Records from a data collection

################

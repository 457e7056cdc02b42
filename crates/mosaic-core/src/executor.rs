//! Execution of granule loads.
//!
//! A pooled executor runs loads on tokio's blocking threads with at most
//! `workers` in flight; it can be shared by every mosaic in the process.
//! The inline executor runs them one after the other on the caller's
//! thread. Both return results in submission order, which overlay
//! compositing depends on.

use futures::future::join_all;
use serde::{Deserialize, Serialize};
use std::panic::{catch_unwind, AssertUnwindSafe};
use std::sync::Arc;
use tokio::sync::Semaphore;
use tracing::warn;

/// Executor settings.
#[derive(Debug, Clone, Serialize, Deserialize)]
#[serde(default)]
pub struct ExecutorConfig {
    /// Run loads on a worker pool. When false they run inline.
    pub pooling: bool,
    /// Maximum concurrent loads.
    pub workers: usize,
}

impl Default for ExecutorConfig {
    fn default() -> Self {
        Self {
            pooling: true,
            workers: 4,
        }
    }
}

#[derive(Debug, Clone)]
pub enum GranuleExecutor {
    Pooled {
        permits: Arc<Semaphore>,
        workers: usize,
    },
    Inline,
}

impl GranuleExecutor {
    pub fn pooled(workers: usize) -> Self {
        let workers = workers.max(1);
        Self::Pooled {
            permits: Arc::new(Semaphore::new(workers)),
            workers,
        }
    }

    pub fn inline() -> Self {
        Self::Inline
    }

    pub fn from_config(config: &ExecutorConfig) -> Self {
        if config.pooling {
            Self::pooled(config.workers)
        } else {
            Self::inline()
        }
    }

    pub fn is_pooled(&self) -> bool {
        matches!(self, Self::Pooled { .. })
    }

    /// Run every task and collect their outcomes in submission order.
    ///
    /// A task that panics yields `None` like a task that reported failure.
    pub async fn run_all<T, F>(&self, tasks: Vec<F>) -> Vec<Option<T>>
    where
        T: Send + 'static,
        F: FnOnce() -> Option<T> + Send + 'static,
    {
        match self {
            Self::Inline => tasks
                .into_iter()
                .map(|task| {
                    catch_unwind(AssertUnwindSafe(task)).unwrap_or_else(|_| {
                        warn!("Granule task panicked");
                        None
                    })
                })
                .collect(),
            Self::Pooled { permits, .. } => {
                let handles = tasks.into_iter().map(|task| {
                    let permits = permits.clone();
                    async move {
                        let _permit = permits.acquire_owned().await.ok()?;
                        match tokio::task::spawn_blocking(task).await {
                            Ok(result) => result,
                            Err(e) => {
                                warn!(error = %e, "Granule task interrupted");
                                None
                            }
                        }
                    }
                });
                join_all(handles).await
            }
        }
    }
}

impl Default for GranuleExecutor {
    fn default() -> Self {
        Self::from_config(&ExecutorConfig::default())
    }
}

#[cfg(test)]
mod tests {
    use super::*;
    use std::sync::atomic::{AtomicUsize, Ordering};
    use std::time::Duration;

    fn tasks() -> Vec<Box<dyn FnOnce() -> Option<usize> + Send>> {
        (0..8usize)
            .map(|i| {
                Box::new(move || {
                    // Later tasks finish first.
                    std::thread::sleep(Duration::from_millis((8 - i) as u64 * 2));
                    if i == 3 {
                        None
                    } else {
                        Some(i)
                    }
                }) as Box<dyn FnOnce() -> Option<usize> + Send>
            })
            .collect()
    }

    #[tokio::test]
    async fn test_pooled_preserves_order() {
        let results = GranuleExecutor::pooled(4).run_all(tasks()).await;
        assert_eq!(
            results,
            vec![Some(0), Some(1), Some(2), None, Some(4), Some(5), Some(6), Some(7)]
        );
    }

    #[test]
    fn test_inline_matches_pooled() {
        let inline = tokio_test::block_on(GranuleExecutor::inline().run_all(tasks()));
        assert_eq!(inline[3], None);
        assert_eq!(inline.iter().flatten().count(), 7);
    }

    #[tokio::test]
    async fn test_pool_bounds_concurrency() {
        let active = Arc::new(AtomicUsize::new(0));
        let peak = Arc::new(AtomicUsize::new(0));
        let tasks: Vec<_> = (0..12)
            .map(|_| {
                let active = active.clone();
                let peak = peak.clone();
                move || {
                    let now = active.fetch_add(1, Ordering::SeqCst) + 1;
                    peak.fetch_max(now, Ordering::SeqCst);
                    std::thread::sleep(Duration::from_millis(5));
                    active.fetch_sub(1, Ordering::SeqCst);
                    Some(())
                }
            })
            .collect();

        let results = GranuleExecutor::pooled(3).run_all(tasks).await;
        assert_eq!(results.len(), 12);
        assert!(peak.load(Ordering::SeqCst) <= 3);
    }

    #[tokio::test]
    async fn test_panicking_task_is_skipped() {
        let tasks: Vec<Box<dyn FnOnce() -> Option<u8> + Send>> = vec![
            Box::new(|| Some(1)),
            Box::new(|| panic!("decoder blew up")),
            Box::new(|| Some(3)),
        ];
        let results = GranuleExecutor::pooled(2).run_all(tasks).await;
        assert_eq!(results, vec![Some(1), None, Some(3)]);
    }
}
//! Read requests.
//!
//! # Examples
//!
//! ```rust
//! use mosaic_common::{BoundingBox, TimeSelection};
//! use mosaic_core::{OverviewPolicy, ReadRequest};
//!
//! let request = ReadRequest::new(BoundingBox::new(0.0, 0.0, 100.0, 50.0))
//!     .with_size(200, 100)
//!     .with_policy(OverviewPolicy::Quality)
//!     .with_time(TimeSelection::Latest)
//!     .with_elevation(500.0)
//!     .with_background(vec![0.0]);
//!
//! let res = request.resolution.unwrap();
//! assert_eq!((res.x, res.y), (0.5, 0.5));
//! ```

use crate::compositor::CompositeMode;
use crate::overview::{OverviewPolicy, ResolutionLevel};
use mosaic_common::{BoundingBox, TimeSelection};

/// One client read against a mosaic. Anything left unset falls back to the
/// mosaic configuration.
#[derive(Debug, Clone, PartialEq)]
pub struct ReadRequest {
    /// World area to read.
    pub bbox: BoundingBox,
    /// Requested pixel size; native resolution when `None`.
    pub resolution: Option<ResolutionLevel>,
    pub policy: Option<OverviewPolicy>,
    /// Time slice. On a time-aware mosaic `None` means the most recent.
    pub time: Option<TimeSelection>,
    /// Exact elevation to match.
    pub elevation: Option<f64>,
    /// Input color treated as transparent.
    pub transparent_color: Option<Vec<f64>>,
    pub background: Option<Vec<f64>>,
    pub mode: CompositeMode,
    pub max_granules: Option<usize>,
    /// Decoder to use for granules without their own hint.
    pub decoder_hint: Option<String>,
}

impl ReadRequest {
    pub fn new(bbox: BoundingBox) -> Self {
        Self {
            bbox,
            resolution: None,
            policy: None,
            time: None,
            elevation: None,
            transparent_color: None,
            background: None,
            mode: CompositeMode::Overlay,
            max_granules: None,
            decoder_hint: None,
        }
    }

    pub fn with_resolution(mut self, x: f64, y: f64) -> Self {
        self.resolution = Some(ResolutionLevel::new(x, y));
        self
    }

    /// Derive the resolution from an output size. A zero-extent axis borrows
    /// the other axis' resolution; a zero-area box keeps native resolution.
    pub fn with_size(mut self, width: usize, height: usize) -> Self {
        let rx = if width > 0 { self.bbox.width() / width as f64 } else { 0.0 };
        let ry = if height > 0 { self.bbox.height() / height as f64 } else { 0.0 };
        self.resolution = match (rx > 0.0, ry > 0.0) {
            (true, true) => Some(ResolutionLevel::new(rx, ry)),
            (true, false) => Some(ResolutionLevel::square(rx)),
            (false, true) => Some(ResolutionLevel::square(ry)),
            (false, false) => None,
        };
        self
    }

    pub fn with_policy(mut self, policy: OverviewPolicy) -> Self {
        self.policy = Some(policy);
        self
    }

    pub fn with_time(mut self, time: TimeSelection) -> Self {
        self.time = Some(time);
        self
    }

    pub fn with_elevation(mut self, elevation: f64) -> Self {
        self.elevation = Some(elevation);
        self
    }

    pub fn with_transparent_color(mut self, color: Vec<f64>) -> Self {
        self.transparent_color = Some(color);
        self
    }

    pub fn with_background(mut self, values: Vec<f64>) -> Self {
        self.background = Some(values);
        self
    }

    pub fn blended(mut self) -> Self {
        self.mode = CompositeMode::Blend;
        self
    }

    pub fn with_max_granules(mut self, max: usize) -> Self {
        self.max_granules = Some(max);
        self
    }

    pub fn with_decoder(mut self, format_id: &str) -> Self {
        self.decoder_hint = Some(format_id.to_string());
        self
    }

    /// Reject requests that can't be answered whatever the mosaic holds.
    pub fn validate(&self) -> Result<(), String> {
        if !self.bbox.is_valid() {
            return Err(format!("bounding box {} is invalid", self.bbox));
        }
        if let Some(res) = &self.resolution {
            if !res.is_valid() {
                return Err(format!("resolution {:?} is not positive", res));
            }
        }
        if let Some(background) = &self.background {
            if background.is_empty() {
                return Err("background must have at least one value".to_string());
            }
        }
        if self.max_granules == Some(0) {
            return Err("max_granules must be > 0".to_string());
        }
        Ok(())
    }
}

#[cfg(test)]
mod tests {
    use super::*;

    #[test]
    fn test_size_on_degenerate_axis() {
        let line = ReadRequest::new(BoundingBox::new(0.0, 0.0, 10.0, 0.0)).with_size(5, 1);
        assert_eq!(line.resolution, Some(ResolutionLevel::square(2.0)));

        let point = ReadRequest::new(BoundingBox::new(3.0, 3.0, 3.0, 3.0)).with_size(1, 1);
        assert_eq!(point.resolution, None);
        assert!(point.validate().is_ok());
    }

    #[test]
    fn test_validate() {
        let bbox = BoundingBox::new(0.0, 0.0, 1.0, 1.0);
        assert!(ReadRequest::new(BoundingBox::new(1.0, 0.0, 0.0, 1.0))
            .validate()
            .is_err());
        assert!(ReadRequest::new(bbox).with_resolution(0.0, 1.0).validate().is_err());
        assert!(ReadRequest::new(bbox).with_background(vec![]).validate().is_err());
        assert!(ReadRequest::new(bbox).with_max_granules(0).validate().is_err());
        assert!(ReadRequest::new(bbox).blended().validate().is_ok());
    }
}
//! Common mosaic fixtures.
//!
//! [`MosaicFixture`] lays out a regular grid of granules, optionally
//! repeated per time step and elevation, and produces the matching index,
//! decoder and configuration. Every granule holds a [`gradient_raster`]
//! with its own offset, so any output sample identifies its source.

use crate::decoders::MemoryDecoder;
use crate::generators::gradient_raster;
use async_trait::async_trait;
use chrono::{DateTime, Utc};
use mosaic_common::BoundingBox;
use mosaic_core::{
    DecoderRegistry, GranuleExecutor, MosaicConfig, OutputLayout, RasterManager, ResolutionLevel,
    SampleType,
};
use mosaic_index::{
    AttributeValue, Filter, GranuleIndex, IndexError, IndexQuery, IndexRecord, MemoryIndex,
    RecordId,
};
use std::path::PathBuf;
use std::sync::Arc;

/// Format id of the fixture decoder.
pub const FIXTURE_FORMAT: &str = "memory";

/// Root directory granule locations are resolved against.
pub const FIXTURE_ROOT: &str = "/mosaic";

/// Index whose queries always fail. `bounds` still answers so a mosaic can
/// be opened on top of it.
pub struct FailingIndex {
    bounds: BoundingBox,
}

impl FailingIndex {
    pub fn new(bounds: BoundingBox) -> Self {
        Self { bounds }
    }
}

#[async_trait]
impl GranuleIndex for FailingIndex {
    async fn query(&self, _query: &IndexQuery) -> mosaic_index::Result<Vec<IndexRecord>> {
        Err(IndexError::Unavailable("connection refused".to_string()))
    }

    async fn aggregate_max(
        &self,
        _attribute: &str,
        _filter: &Filter,
    ) -> mosaic_index::Result<Option<(AttributeValue, RecordId)>> {
        Err(IndexError::Unavailable("connection refused".to_string()))
    }

    fn supports_sorting(&self) -> bool {
        true
    }

    async fn bounds(&self) -> mosaic_index::Result<Option<BoundingBox>> {
        Ok(Some(self.bounds))
    }

    async fn distinct_values(&self, _attribute: &str) -> mosaic_index::Result<Vec<AttributeValue>> {
        Err(IndexError::Unavailable("connection refused".to_string()))
    }
}

/// A regular grid of granules.
///
/// Granule `(col, row)` covers `granule_size` pixels per side at the native
/// resolution; row 0 is the northernmost row and the envelope's lower-left
/// corner sits at the origin.
#[derive(Debug, Clone)]
pub struct MosaicFixture {
    pub cols: usize,
    pub rows: usize,
    pub granule_size: usize,
    pub resolution: f64,
    /// Decimation factor of each overview level, finest first.
    pub overview_factors: Vec<usize>,
    pub times: Vec<DateTime<Utc>>,
    pub elevations: Vec<f64>,
    pub sorting: bool,
}

impl MosaicFixture {
    pub fn grid(cols: usize, rows: usize, granule_size: usize) -> Self {
        Self {
            cols,
            rows,
            granule_size,
            resolution: 1.0,
            overview_factors: vec![1],
            times: Vec::new(),
            elevations: Vec::new(),
            sorting: true,
        }
    }

    pub fn with_overviews(mut self, factors: &[usize]) -> Self {
        self.overview_factors = factors.to_vec();
        self
    }

    pub fn with_times(mut self, times: Vec<DateTime<Utc>>) -> Self {
        self.times = times;
        self
    }

    pub fn with_elevations(mut self, elevations: Vec<f64>) -> Self {
        self.elevations = elevations;
        self
    }

    /// Back the mosaic with an index that cannot sort.
    pub fn without_sorting(mut self) -> Self {
        self.sorting = false;
        self
    }

    fn granule_extent(&self) -> f64 {
        self.granule_size as f64 * self.resolution
    }

    pub fn envelope(&self) -> BoundingBox {
        let extent = self.granule_extent();
        BoundingBox::new(
            0.0,
            0.0,
            self.cols as f64 * extent,
            self.rows as f64 * extent,
        )
    }

    pub fn footprint(&self, col: usize, row: usize) -> BoundingBox {
        let extent = self.granule_extent();
        let max_y = (self.rows - row) as f64 * extent;
        BoundingBox::new(
            col as f64 * extent,
            max_y - extent,
            (col + 1) as f64 * extent,
            max_y,
        )
    }

    fn time_steps(&self) -> usize {
        self.times.len().max(1)
    }

    fn elevation_steps(&self) -> usize {
        self.elevations.len().max(1)
    }

    /// Value of native pixel (0, 0) of a granule. Pixel `(c, r)` holds
    /// `offset + r * 1000 + c`.
    pub fn offset(&self, time: usize, elevation: usize, col: usize, row: usize) -> i32 {
        let granule = row * self.cols + col;
        let slot = (time * self.elevation_steps() + elevation) * self.cols * self.rows + granule;
        (slot * 100_000) as i32
    }

    /// Location attribute of a granule, relative to [`FIXTURE_ROOT`].
    pub fn location(&self, time: usize, elevation: usize, col: usize, row: usize) -> String {
        format!("t{}/e{}/g-{}-{}.tif", time, elevation, row, col)
    }

    pub fn path(&self, time: usize, elevation: usize, col: usize, row: usize) -> PathBuf {
        PathBuf::from(FIXTURE_ROOT).join(self.location(time, elevation, col, row))
    }

    fn slots(&self) -> Vec<(usize, usize, usize, usize)> {
        let mut slots = Vec::new();
        for t in 0..self.time_steps() {
            for e in 0..self.elevation_steps() {
                for row in 0..self.rows {
                    for col in 0..self.cols {
                        slots.push((t, e, col, row));
                    }
                }
            }
        }
        slots
    }

    /// One record per granule, ordered by time, elevation, row, column.
    pub fn records(&self) -> Vec<IndexRecord> {
        self.slots()
            .into_iter()
            .map(|(t, e, col, row)| {
                let id = format!("t{}-e{}-g{}-{}", t, e, row, col);
                let mut record = IndexRecord::new(id.as_str(), self.footprint(col, row))
                    .with_attribute("location", self.location(t, e, col, row));
                if let Some(time) = self.times.get(t) {
                    record = record.with_attribute("time", *time);
                }
                if let Some(elevation) = self.elevations.get(e) {
                    record = record.with_attribute("elevation", *elevation);
                }
                record
            })
            .collect()
    }

    pub fn index(&self) -> MemoryIndex {
        let index = MemoryIndex::from_records(self.records());
        if self.sorting {
            index
        } else {
            index.without_sorting()
        }
    }

    /// Decoder serving every granule with the configured overviews.
    pub fn decoder(&self) -> MemoryDecoder {
        self.slots()
            .into_iter()
            .fold(MemoryDecoder::new(FIXTURE_FORMAT), |decoder, (t, e, col, row)| {
                let raster = gradient_raster(
                    self.granule_size,
                    self.granule_size,
                    self.offset(t, e, col, row),
                );
                decoder.with_pyramid(self.path(t, e, col, row), raster, &self.overview_factors)
            })
    }

    pub fn config(&self) -> MosaicConfig {
        MosaicConfig {
            name: "fixture".to_string(),
            levels: self
                .overview_factors
                .iter()
                .map(|&f| ResolutionLevel::square(self.resolution * f as f64))
                .collect(),
            time_attribute: (!self.times.is_empty()).then(|| "time".to_string()),
            elevation_attribute: (!self.elevations.is_empty()).then(|| "elevation".to_string()),
            root: Some(PathBuf::from(FIXTURE_ROOT)),
            default_layout: OutputLayout {
                sample_type: SampleType::I32,
                bands: 1,
            },
            ..MosaicConfig::default()
        }
    }

    /// Open a mosaic over this fixture with the default executor.
    pub async fn open(&self) -> RasterManager {
        self.open_with(self.config(), Arc::new(self.decoder()), None)
            .await
    }

    /// Open with a custom config, a shared decoder (to inspect its decode
    /// count) and an optional executor.
    pub async fn open_with(
        &self,
        config: MosaicConfig,
        decoder: Arc<MemoryDecoder>,
        executor: Option<Arc<GranuleExecutor>>,
    ) -> RasterManager {
        let decoders = DecoderRegistry::new().register(decoder);
        RasterManager::open(config, Arc::new(self.index()), decoders, executor)
            .await
            .expect("fixture mosaic should open")
    }
}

################

Out of the entries above, write out only the lines between the line holding "Requested pixel size;" and the line holding "let rx = if", inclusive, each exactly as given.

    /// Requested pixel size; native resolution when `None`.
    pub resolution: Option<ResolutionLevel>,
    pub policy: Option<OverviewPolicy>,
    /// Time slice. On a time-aware mosaic `None` means the most recent.
    pub time: Option<TimeSelection>,
    /// Exact elevation to match.
    pub elevation: Option<f64>,
    /// Input color treated as transparent.
    pub transparent_color: Option<Vec<f64>>,
    pub background: Option<Vec<f64>>,
    pub mode: CompositeMode,
    pub max_granules: Option<usize>,
    /// Decoder to use for granules without their own hint.
    pub decoder_hint: Option<String>,
}

impl ReadRequest {
    pub fn new(bbox: BoundingBox) -> Self {
        Self {
            bbox,
            resolution: None,
            policy: None,
            time: None,
            elevation: None,
            transparent_color: None,
            background: None,
            mode: CompositeMode::Overlay,
            max_granules: None,
            decoder_hint: None,
        }
    }

    pub fn with_resolution(mut self, x: f64, y: f64) -> Self {
        self.resolution = Some(ResolutionLevel::new(x, y));
        self
    }

    /// Derive the resolution from an output size. A zero-extent axis borrows
    /// the other axis' resolution; a zero-area box keeps native resolution.
    pub fn with_size(mut self, width: usize, height: usize) -> Self {
        let rx = if width > 0 { self.bbox.width() / width as f64 } else { 0.0 };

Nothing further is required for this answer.